In each quarter from the date hereof, IMEX shall place orders for, and KMI shall supply IMEX at least that quantity of KMI Products so that the Total Quarterly Invoice Amount for KMI Product is equal (as nearly as possible) to the quarterly payment due under the Note. To facilitate verification of KMI's supply obligation, no later than 15 days after the end of each quarter during the term of this Agreement, KMI shall provide Rock and IMEX copies of all invoices for product shipped during that quarter, together with a statement of credit given for any defective KMI Product.

d. Shipment; Invoicing

IMEX shall place orders for the then current quarter within the first 45 days of that quarter, and KMI shall ship and invoice IMEX for the KMI Product in each quarter during the term of this Agreement. KMI shall use its best efforts to ship that amount of KMI Product so that the Total Quarterly Invoice Amount is equal to the quarterly payment of principal and interest due under the Note.

e. Warranty

KMI warrants that the KMI Product will conform to KMI specifications and will be of KMI's standard quality for granite curbing or granite slabs used in curbing applications. IMEX's exclusive remedy under this warranty shall be the replacement of any product that does not conform to this warranty. KMI shall not be liable for any incidental or consequential damages.

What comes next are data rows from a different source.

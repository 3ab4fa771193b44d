//! Calendar constants: week shape, block geometry, palette.
//!
//! Plain values with no runtime dependency. The view-model and the
//! headless harness both read these.

/// Serialised identifier of the player in meeting records.
pub const USER_ID: &str = "me";

/// Monday through Friday.
pub const WEEKDAYS: usize = 5;

pub const MS_PER_MINUTE: i64 = 60_000;
pub const MS_PER_HOUR: i64 = 3_600_000;
pub const MS_PER_DAY: i64 = 86_400_000;

pub mod workday {
    pub const START_HOUR: u32 = 8;
    pub const END_HOUR: u32 = 17;
    /// Meetings start on these boundaries.
    pub const SLOT_MINUTES: u32 = 30;
}

pub mod generation {
    /// Randomised placement attempts before a meeting is dropped.
    pub const MAX_PLACEMENT_ATTEMPTS: u32 = 24;
    pub const DURATIONS_MINUTES: [u32; 2] = [30, 60];
    /// Upper bound (exclusive) of the numeric suffix in meeting ids.
    pub const ID_SUFFIX_RANGE: usize = 1_000_000;
    /// Coworkers invited to a single meeting, at most.
    pub const MAX_COWORKERS_PER_MEETING: usize = 3;
}

/// Block geometry inside a day column. Heights are computed against a
/// virtual pixel column, then expressed as percentages.
pub mod geometry {
    pub const DAY_HEIGHT_PX: f64 = 720.0;
    pub const BLOCK_GAP_PX: f64 = 3.0;
    pub const MIN_BLOCK_PX: f64 = 10.0;
    pub const MIN_BLOCK_PERCENT: f64 = 4.0;
    /// Horizontal gap between side-by-side blocks, in percent.
    pub const GUTTER_PERCENT: f64 = 1.0;
    pub const MIN_WIDTH_PERCENT: f64 = 1.0;
}

pub mod colors {
    pub const PALETTE: [&str; 8] = [
        "#f9c74f", // warm yellow
        "#ef476f", // pink-red
        "#118ab2", // teal-blue
        "#9b5de5", // purple
        "#06d6a0", // mint
        "#ff8fab", // rose
        "#ffd166", // golden orange
        "#5c7aff", // blue
    ];
    pub const FALLBACK: &str = "#c8d6df";
    pub const USER_BACKGROUND: &str = "#fff";
    pub const USER_BORDER: &str = "#d8e2ec";
    pub const USER_DOT: &str = "#ffffff";
    /// Seed used for palette shuffles when no company id is known.
    pub const DEFAULT_SEED: &str = "color-seed";
}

3. IMEX's SUPPLY OBLIGATION

a. Products

In exchange for KMI's supply of product to IMEX, IMEX shall supply Rock with IMEX Product, subject to the terms and conditions set forth below:

b. Price

(i) Prices shall be those in effect at the time the order is placed. IMEX shall ensure that the prices charged to Rock for IMEX Product shall be no higher than the lowest prices charged to customers purchasing like quantities of products.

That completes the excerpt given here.